The story of Jesus and the Samaritan woman is powerful on different levels. On a spiritual level, Jesus sensed that something was missing in the woman’s life and he helped her find it. On a social level, it reminds us that God’s kingdom is not defined by human-made boundaries and restrictions. You cannot build a wall, real or perceived, to stop human concern and compassion. In reaching out to the Samaritan woman Jesus broke down social barriers erected by his people.
It was considered improper for a man, especially a teacher, to approach an unknown woman. If the text is to be believed, the woman was a polygamist. Most importantly, good Jews did not associate with Samaritans. Samaritans were considered half-breeds and traitors by devote Jews. It was a social divide marked for hundreds of years. It went back to the time when Israel was divided into two kingdoms. During times of foreign occupation, some people in the north were much more accommodating to their foreign occupiers and even intermarried with them. To the Jews in the south, that was an abomination, a betrayal of the faith. In addition, while the Jews from the south were deported into exile by the Babylonians, those in Samaria stayed home. A final source of tension arose during the reign of Alexander the Great who rebuilt a temple which had been destroyed in the northern kingdom. Faithful Jews believed that the only true temple was in the south, in Jerusalem. The tensions ran deep and Samaritans were not only hated, but shunned. They were seen as unclean, corrupt people, even though they worshiped the same God and traced their ancestral lineage back to Abraham. Association with a Samaritan was forbidden.

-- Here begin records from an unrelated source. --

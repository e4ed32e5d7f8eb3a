//! HTTP surface: session lifecycle API, health, and the client WebSocket.

pub mod response;
pub mod sessions;

use crate::hub_manager::HubManager;
use crate::store::SharedStore;
use crate::ws_client::{WsState, ws_session_handler};
use axum::{
    Router,
    routing::{get, post},
};
use std::sync::Arc;
use tower_http::trace::TraceLayer;

#[derive(Clone)]
pub struct ApiState {
    pub store: SharedStore,
    pub manager: Arc<HubManager>,
}

pub fn build_router(store: SharedStore, manager: Arc<HubManager>) -> Router {
    let api = ApiState {
        store,
        manager: Arc::clone(&manager),
    };
    Router::new()
        .route("/healthz", get(sessions::healthz))
        .route(
            "/api/v1/sessions",
            get(sessions::list_sessions).post(sessions::create_session),
        )
        .route("/api/v1/sessions/{session_id}", get(sessions::get_session))
        .route(
            "/api/v1/sessions/{session_id}/activate",
            post(sessions::activate_session),
        )
        .route(
            "/api/v1/sessions/{session_id}/archive",
            post(sessions::archive_session),
        )
        .with_state(api)
        .nest(
            "/ws/v1/sessions",
            Router::new()
                .route("/{session_id}", get(ws_session_handler))
                .with_state(WsState { manager }),
        )
        .layer(TraceLayer::new_for_http())
}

Jesus knew these social, cultural and religious restrictions.
Yet there was Jesus, openly talking with a Samaritan woman. He sensed that something was wrong in her life and even in the face of social norm and Jewish law he was willing to reach out and help her, giving her “living water.” Helping this woman was more important to Jesus than what his religion told him about her. Human decency and compassion must not be restricted by social norms. In the end, this outcast woman believed in Jesus and became his ambassador to her community.
It is hard to overcome our upbringing, what our families, teachers, society, even our government has told us to believe, or how to act. However, when that upbringing and those policies contradict what Jesus taught and lived, we have to pause and take a second look.
The book of Acts has two wonderful stories of conversion, where followers of Jesus stepped outside what they had been taught to see a new way of doing things. Paul, on the Road to Damascus, was converted from Christian-hater and persecutor to an apostle of Jesus and became his greatest missionary to the Gentile world. Peter, upon having a vision realized that the young church was wrong in demanding circumcision before baptism. He came to understand that Gentiles also had a place in the church. Both of these great church leaders had a change of heart that led them to help build a church which was more inclusive.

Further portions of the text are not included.